While there's prior associations between retinal photos and autism, I'm by default very skeptical of any AI algorithm purporting "100% accuracy". It smells like data leakage.
I would bet that even physicians aren't 100% consistent in their diagnosis of autism. If that's the case, then it should be more or less impossible for any other diagnostic approach to be 100% consistent with the physician diagnoses.
Edit: After reading the study closer, this criticism might be a bit harsh. In their autism subjects, they excluded those with mild/moderate autism. Limiting to severe cases should mean there's a higher degree of confidence/consistency in the diagnoses.
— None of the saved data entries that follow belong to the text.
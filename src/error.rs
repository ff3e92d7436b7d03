use thiserror::Error;

use crate::value::Kind;

/// Convenience alias used throughout the crate.
pub type Result<T> = std::result::Result<T, Error>;

/// Errors produced by the decoder and by typed access to a [`Value`].
///
/// [`Value`]: crate::Value
#[derive(Error, Debug)]
pub enum Error {
    /// Malformed input. `line` is 1-based, `column` counts bytes from the
    /// start of the offending line, and `context` holds up to 20 bytes of
    /// source starting at that line.
    #[error("{message} at line {line},{column} >>> {context}")]
    Syntax {
        message: String,
        line: usize,
        column: usize,
        context: String,
    },

    /// A typed accessor was applied to the wrong variant.
    #[error("type mismatch: expected {expected:?}, found {found:?}")]
    TypeMismatch { expected: Kind, found: Kind },

    /// Vector access past the end.
    #[error("index {index} out of bounds for vector of length {len}")]
    IndexOutOfBounds { index: usize, len: usize },

    /// A file or stream could not be read.
    #[error("could not read '{path}'")]
    File {
        path: String,
        #[source]
        source: std::io::Error,
    },
}

impl Error {
    /// Returns `true` if the error is a syntax error.
    #[must_use]
    pub fn is_syntax(&self) -> bool {
        matches!(self, Self::Syntax { .. })
    }

    /// The reported source position of a syntax error, if any.
    #[must_use]
    pub fn position(&self) -> Option<(usize, usize)> {
        match self {
            Self::Syntax { line, column, .. } => Some((*line, *column)),
            _ => None,
        }
    }
}
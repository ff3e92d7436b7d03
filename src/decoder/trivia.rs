//! Trivia (whitespace and comment) consumption.
//!
//! Hjson keeps trivia attached to the tree so the encoder can replay it. The
//! readers here only record byte spans; the text is extracted when a node is
//! finalised, so the parser never holds borrowed comment views.

use super::Parser;

/// A span of consumed trivia. `start` is the position before the first
/// consumed byte, `end` the position of the first unconsumed byte.
/// `has_comment` marks spans the caller should attach to the tree, according
/// to the `comments` / `whitespace_as_comments` options.
#[derive(Debug, Clone, Copy, Default)]
pub(super) struct CommentSpan {
    pub start: usize,
    pub end: usize,
    pub has_comment: bool,
}

impl<'buf> Parser<'buf> {
    /// Skips any mix of whitespace (including newlines), `#…` and `//…` line
    /// comments, and `/*…*/` block comments.
    pub(super) fn read_trivia_multiline(&mut self) -> CommentSpan {
        let start = self.scanner.position();
        let mut has_comment = false;
        loop {
            while self.scanner.ch > 0 && self.scanner.ch <= b' ' {
                self.scanner.advance();
            }
            if self.scanner.ch == b'#'
                || (self.scanner.ch == b'/' && self.scanner.peek(0) == b'/')
            {
                has_comment |= self.opt.comments;
                self.skip_to_line_end();
            } else if self.scanner.ch == b'/' && self.scanner.peek(0) == b'*' {
                has_comment |= self.opt.comments;
                self.skip_block_comment();
            } else {
                break;
            }
        }
        let end = self.scanner.position();
        CommentSpan {
            start,
            end,
            has_comment: has_comment || (self.opt.whitespace_as_comments && end > start),
        }
    }

    /// Like [`read_trivia_multiline`], but whitespace skipping stops at the
    /// first newline. Collects the after-comment of a value: everything up to
    /// end of line belongs to the value just parsed, anything beyond to the
    /// next node. A block comment opened on this line may still span
    /// newlines.
    ///
    /// [`read_trivia_multiline`]: Parser::read_trivia_multiline
    pub(super) fn read_trivia_line(&mut self) -> CommentSpan {
        let start = self.scanner.position();
        let mut has_comment = self.opt.whitespace_as_comments;
        loop {
            while self.scanner.ch > 0 && self.scanner.ch <= b' ' && self.scanner.ch != b'\n' {
                self.scanner.advance();
            }
            if self.scanner.ch == b'#'
                || (self.scanner.ch == b'/' && self.scanner.peek(0) == b'/')
            {
                has_comment |= self.opt.comments;
                self.skip_to_line_end();
            } else if self.scanner.ch == b'/' && self.scanner.peek(0) == b'*' {
                has_comment |= self.opt.comments;
                self.skip_block_comment();
            } else {
                break;
            }
        }
        CommentSpan {
            start,
            end: self.scanner.position(),
            has_comment,
        }
    }

    fn skip_to_line_end(&mut self) {
        while self.scanner.ch > 0 && self.scanner.ch != b'\n' {
            self.scanner.advance();
        }
    }

    /// Block comments may not be nested. An unterminated one silently
    /// extends to end of input.
    fn skip_block_comment(&mut self) {
        self.scanner.advance();
        self.scanner.advance();
        while self.scanner.ch > 0 && !(self.scanner.ch == b'*' && self.scanner.peek(0) == b'/') {
            self.scanner.advance();
        }
        if self.scanner.ch > 0 {
            self.scanner.advance();
            self.scanner.advance();
        }
    }

    /// The source text of a span, clamped to the buffer.
    pub(super) fn span_text(&self, span: CommentSpan) -> String {
        let data = self.scanner.data();
        let start = span.start.min(data.len());
        let end = span.end.min(data.len()).max(start);
        String::from_utf8_lossy(&data[start..end]).into_owned()
    }

    /// Text to attach for a single span, or `None` to leave the slot alone.
    pub(super) fn comment_text(&self, span: CommentSpan) -> Option<String> {
        span.has_comment.then(|| self.span_text(span))
    }

    /// Text to attach for a pair of adjacent spans. Always yields a value:
    /// combining two unflagged spans clears the slot, which the element-end
    /// states rely on.
    pub(super) fn comment_pair_text(&self, a: CommentSpan, b: CommentSpan) -> String {
        match (a.has_comment, b.has_comment) {
            (true, true) => self.span_text(a) + &self.span_text(b),
            (true, false) => self.span_text(a),
            (false, true) => self.span_text(b),
            (false, false) => String::new(),
        }
    }
}
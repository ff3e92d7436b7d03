use std::fmt;

use crate::value::Value;

/// Callback invoked for every key read at the root level, before the
/// duplicate-key check. It receives the key and the map built so far and may
/// rewrite the key in place, typically to de-duplicate it.
pub type DuplicateKeyHandler = Box<dyn FnMut(&mut String, &Value)>;

/// Configuration options for the Hjson decoder.
///
/// # Default
///
/// All flags default to `false` and no duplicate-key handler is installed.
#[derive(Default)]
pub struct DecoderOptions {
    /// Whether to populate the comment slots on decoded values from `#`,
    /// `//`, and `/*…*/` trivia.
    ///
    /// # Default
    ///
    /// `false`
    pub comments: bool,

    /// Whether to populate the comment slots from *all* trivia, including
    /// plain whitespace, so that an encoder can reproduce the document's
    /// exact layout. Implies [`comments`].
    ///
    /// # Default
    ///
    /// `false`
    ///
    /// [`comments`]: DecoderOptions::comments
    pub whitespace_as_comments: bool,

    /// Whether a key that is already present in the current map raises a
    /// syntax error instead of silently replacing the earlier value.
    ///
    /// # Default
    ///
    /// `false`
    pub duplicate_key_exception: bool,

    /// Optional root-level key rewriter, run before the uniqueness check.
    ///
    /// # Default
    ///
    /// `None`
    pub duplicate_key_handler: Option<DuplicateKeyHandler>,
}

impl fmt::Debug for DecoderOptions {
    fn fmt(&self, f: &mut fmt::Formatter<'_>) -> fmt::Result {
        f.debug_struct("DecoderOptions")
            .field("comments", &self.comments)
            .field("whitespace_as_comments", &self.whitespace_as_comments)
            .field("duplicate_key_exception", &self.duplicate_key_exception)
            .field(
                "duplicate_key_handler",
                &self.duplicate_key_handler.as_ref().map(|_| ".."),
            )
            .finish()
    }
}
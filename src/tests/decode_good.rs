use super::{decode, decode_with_comments};
use crate::{DecoderOptions, Error, Kind, Value};

#[test]
fn empty_object() {
    let v = decode("{}").unwrap();
    assert!(v.is_map());
    assert!(v.is_empty());
}

#[test]
fn empty_input_is_an_empty_map() {
    assert!(decode("").unwrap().is_map());
    assert!(decode("  \n\t ").unwrap().is_map());
}

#[test]
fn single_property() {
    let v = decode("{a:1}").unwrap();
    assert_eq!(v.len(), 1);
    assert_eq!(v["a"], Value::from(1i64));
}

#[test]
fn strict_json() {
    let v = decode(r#"{"a": 1, "b": [true, false, null], "c": "text"}"#).unwrap();
    assert_eq!(v["a"].to_i64().unwrap(), 1);
    assert_eq!(v["b"][0], Value::from(true));
    assert_eq!(v["b"][1], Value::from(false));
    assert!(v["b"][2].is_null());
    assert_eq!(v["c"].as_str(), Some("text"));
}

#[test]
fn quoteless_string_runs_to_end_of_line() {
    let v = decode("{a: hello world\n}").unwrap();
    assert_eq!(v["a"].as_str(), Some("hello world"));
}

#[test]
fn quoteless_string_keeps_interior_separators() {
    // `,` `}` `]` only end a quoteless value when the prefix is a number or
    // literal; for plain strings they are content.
    let v = decode("{url: www.example.com,etc\n}").unwrap();
    assert_eq!(v["url"].as_str(), Some("www.example.com,etc"));
}

#[test]
fn quoteless_number_stops_at_comma() {
    let v = decode("[1 , 2]").unwrap();
    assert_eq!(v.at(0).unwrap().to_i64().unwrap(), 1);
    assert_eq!(v.at(1).unwrap().to_i64().unwrap(), 2);
}

#[test]
fn quoteless_word_with_literal_prefix_is_a_string() {
    let v = decode("{a: truename\nb: nullish\n}").unwrap();
    assert_eq!(v["a"].as_str(), Some("truename"));
    assert_eq!(v["b"].as_str(), Some("nullish"));
}

#[test]
fn quoteless_number_with_suffix_is_a_string() {
    let v = decode("{a: 3 q\nb: 192.168.0.1\n}").unwrap();
    assert_eq!(v["a"].as_str(), Some("3 q"));
    assert_eq!(v["b"].as_str(), Some("192.168.0.1"));
}

#[test]
fn scalar_roots() {
    assert_eq!(decode("42").unwrap(), Value::from(42i64));
    assert_eq!(decode("-3.5").unwrap(), Value::from(-3.5));
    assert_eq!(decode("true").unwrap(), Value::from(true));
    assert_eq!(decode("false").unwrap(), Value::from(false));
    assert_eq!(decode("null").unwrap(), Value::null());
    assert_eq!(decode("\"hi\"").unwrap(), Value::from("hi"));
}

#[test]
fn number_kinds() {
    assert_eq!(decode("7").unwrap().kind(), Kind::Int64);
    assert_eq!(decode("7.0").unwrap().kind(), Kind::Double);
    assert_eq!(decode("1e3").unwrap().kind(), Kind::Double);
    assert_eq!(decode("99999999999999999999").unwrap().kind(), Kind::Double);
}

#[test]
fn trailing_comma_in_array() {
    let v = decode("[1,2,3,]").unwrap();
    assert_eq!(v.len(), 3);
    for (i, expected) in [1i64, 2, 3].into_iter().enumerate() {
        assert_eq!(v.at(i).unwrap().to_i64().unwrap(), expected);
    }
}

#[test]
fn array_without_commas() {
    let v = decode("[\n1\n2\n3\n]").unwrap();
    assert_eq!(v.len(), 3);
    assert_eq!(v.at(2).unwrap().to_i64().unwrap(), 3);
}

#[test]
fn object_without_commas() {
    let v = decode("{a:1\nb:2}").unwrap();
    assert_eq!(v["a"].to_i64().unwrap(), 1);
    assert_eq!(v["b"].to_i64().unwrap(), 2);
}

#[test]
fn braceless_root_object() {
    let v = decode("a: 1\nb: two\n").unwrap();
    assert!(v.is_map());
    assert_eq!(v["a"].to_i64().unwrap(), 1);
    assert_eq!(v["b"].as_str(), Some("two"));
}

#[test]
fn nested_containers() {
    let v = decode("{a:{b:[{}, [1]]}}").unwrap();
    assert!(v["a"]["b"].at(0).unwrap().is_map());
    assert_eq!(v["a"]["b"].at(1).unwrap().at(0).unwrap().to_i64().unwrap(), 1);
}

#[test]
fn single_quoted_string() {
    let v = decode("{a: 'text'}").unwrap();
    assert_eq!(v["a"].as_str(), Some("text"));
}

#[test]
fn string_escapes() {
    let v = decode(r#"{"a": "x\u0041\n\t\\\"\/"}"#).unwrap();
    assert_eq!(v["a"].as_str(), Some("xA\n\t\\\"/"));
}

#[test]
fn unicode_escape_is_not_surrogate_combined() {
    // Each \u stands alone; an unpaired half degrades to U+FFFD.
    let v = decode(r#"{"a": "\ud83d\ude00"}"#).unwrap();
    assert_eq!(v["a"].as_str(), Some("\u{fffd}\u{fffd}"));
}

#[test]
fn multiline_string_strips_indent() {
    let v = decode("{a: '''\n  line one\n  line two\n  '''}").unwrap();
    assert_eq!(v["a"].as_str(), Some("line one\nline two"));
}

#[test]
fn multiline_string_from_indented_opener() {
    // The opener sits at column 2; each body line loses at most that much
    // leading whitespace, and the newline before the closer is dropped.
    let v = decode("b:\n  '''\n  hello\n  world\n  '''").unwrap();
    assert_eq!(v["b"].as_str(), Some("hello\nworld"));
}

#[test]
fn multiline_string_shorter_lines_lose_all_leading_whitespace() {
    let v = decode("{a:\n    '''\n  x\n    y\n    '''}").unwrap();
    assert_eq!(v["a"].as_str(), Some("x\ny"));
}

#[test]
fn multiline_string_keeps_embedded_quotes() {
    let v = decode("{a: '''x'y''z'''}").unwrap();
    assert_eq!(v["a"].as_str(), Some("x'y''z"));
}

#[test]
fn multiline_string_drops_carriage_returns() {
    let v = decode("{a: '''\r\n  one\r\n  two\r\n  '''}").unwrap();
    assert_eq!(v["a"].as_str(), Some("one\ntwo"));
}

#[test]
fn quoted_empty_key() {
    let v = decode("{\"\": 1}").unwrap();
    assert_eq!(v[""].to_i64().unwrap(), 1);
}

#[test]
fn later_duplicate_key_wins_by_default() {
    let v = decode("{a:1, b:2, a:3}").unwrap();
    assert_eq!(v.len(), 2);
    assert_eq!(v["a"].to_i64().unwrap(), 3);
    let keys: Vec<&str> = v.as_map().unwrap().keys().map(String::as_str).collect();
    assert_eq!(keys, ["a", "b"]);
}

#[test]
fn deeply_nested_array_does_not_recurse() {
    let depth = 10_000;
    let doc = "[".repeat(depth) + &"]".repeat(depth);
    let v = decode(&doc).unwrap();

    let mut cur = &v;
    let mut seen = 0;
    while let Some(vec) = cur.as_vector() {
        seen += 1;
        match vec.first() {
            Some(inner) => cur = inner,
            None => break,
        }
    }
    assert_eq!(seen, depth);
}

#[test]
fn non_utf8_bytes_are_replaced_lossily() {
    let v = crate::unmarshal_bytes(b"{a: \xff\n}", DecoderOptions::default()).unwrap();
    assert_eq!(v["a"].as_str(), Some("\u{fffd}"));
}

#[test]
fn from_str_parses_with_default_options() {
    let v: Value = "[1, 2, 3]".parse().unwrap();
    assert_eq!(v.len(), 3);
}

#[test]
fn reader_input() {
    let v = crate::unmarshal_from_reader("{a: 1}".as_bytes(), DecoderOptions::default()).unwrap();
    assert_eq!(v["a"].to_i64().unwrap(), 1);
}

#[test]
fn file_input_strips_trailing_newline() {
    let path = std::env::temp_dir().join(format!("hjson-tree-test-{}.hjson", std::process::id()));
    std::fs::write(&path, "a: 1\nb: two\n").unwrap();
    let v = crate::unmarshal_from_file(&path, DecoderOptions::default()).unwrap();
    std::fs::remove_file(&path).unwrap();
    assert_eq!(v["a"].to_i64().unwrap(), 1);
    assert_eq!(v["b"].as_str(), Some("two"));
}

#[test]
fn missing_file_is_a_file_error() {
    let err = crate::unmarshal_from_file(
        "/definitely/not/a/real/path.hjson",
        DecoderOptions::default(),
    )
    .unwrap_err();
    assert!(matches!(err, Error::File { .. }));
}

#[test]
fn duplicate_key_handler_rewrites_root_keys() {
    let options = DecoderOptions {
        duplicate_key_handler: Some(Box::new(|key: &mut String, map: &Value| {
            while map.get(key.as_str()).is_some_and(Value::defined) {
                key.push('_');
            }
        })),
        ..Default::default()
    };
    let v = crate::unmarshal("{a:1, a:2, a:3}", options).unwrap();
    let keys: Vec<&str> = v.as_map().unwrap().keys().map(String::as_str).collect();
    assert_eq!(keys, ["a", "a_", "a__"]);
    assert_eq!(v["a__"].to_i64().unwrap(), 3);
}

#[test]
fn duplicate_key_handler_sees_only_the_root_level() {
    use std::cell::RefCell;
    use std::rc::Rc;

    let seen = Rc::new(RefCell::new(Vec::new()));
    let recorder = Rc::clone(&seen);
    let options = DecoderOptions {
        duplicate_key_handler: Some(Box::new(move |key: &mut String, _map: &Value| {
            recorder.borrow_mut().push(key.clone());
        })),
        ..Default::default()
    };
    let v = crate::unmarshal("{outer: {inner: 1}}", options).unwrap();
    assert_eq!(v["outer"]["inner"].to_i64().unwrap(), 1);
    assert_eq!(*seen.borrow(), ["outer"]);
}

#[test]
fn comment_slots_stay_empty_without_the_option() {
    let v = decode("# lead\n{\n  a: 1 // tail\n}").unwrap();
    assert_eq!(v.comment_before(), "");
    assert_eq!(v["a"].comment_after(), "");
}

#[test]
fn comments_are_skipped_even_when_not_collected() {
    let v = decode("{/* x */ a: /* y */ 1 // z\n}").unwrap();
    assert_eq!(v["a"].to_i64().unwrap(), 1);
    assert_eq!(v["a"].comment_before(), "");
    assert_eq!(v["a"].comment_after(), "");
}

#[test]
fn comment_between_quoted_key_and_colon() {
    let v = decode_with_comments("{\"a\" /* k */: 1}").unwrap();
    assert_eq!(v["a"].to_i64().unwrap(), 1);
    assert_eq!(v["a"].comment_key(), " /* k */");
}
I'm not actually sure where the Petapixel article authors are getting the phrase "100% accuracy", as it does not show up in the article they are writing about, nor does it appear in the only other article they link to. Putting it in quotes makes it seem like a claim the model creators are making about their model, but I don't see them making that claim in general. They say the model matched all the sample data in this case, not that it's 100% accurate—presumably for the same reasons you are hesitant to do so. Unless I'm missing something, Petapixel should correct their headline.
> I would bet that even physicians aren't 100% consistent in their diagnosis of autism.
That's because autism is diagnosed by using the DSM. You can take an x-ray of an arm and see the fracture, but in order to diagnose autism you have to determine 'persistent deficits in social communication and social interaction across multiple contexts'.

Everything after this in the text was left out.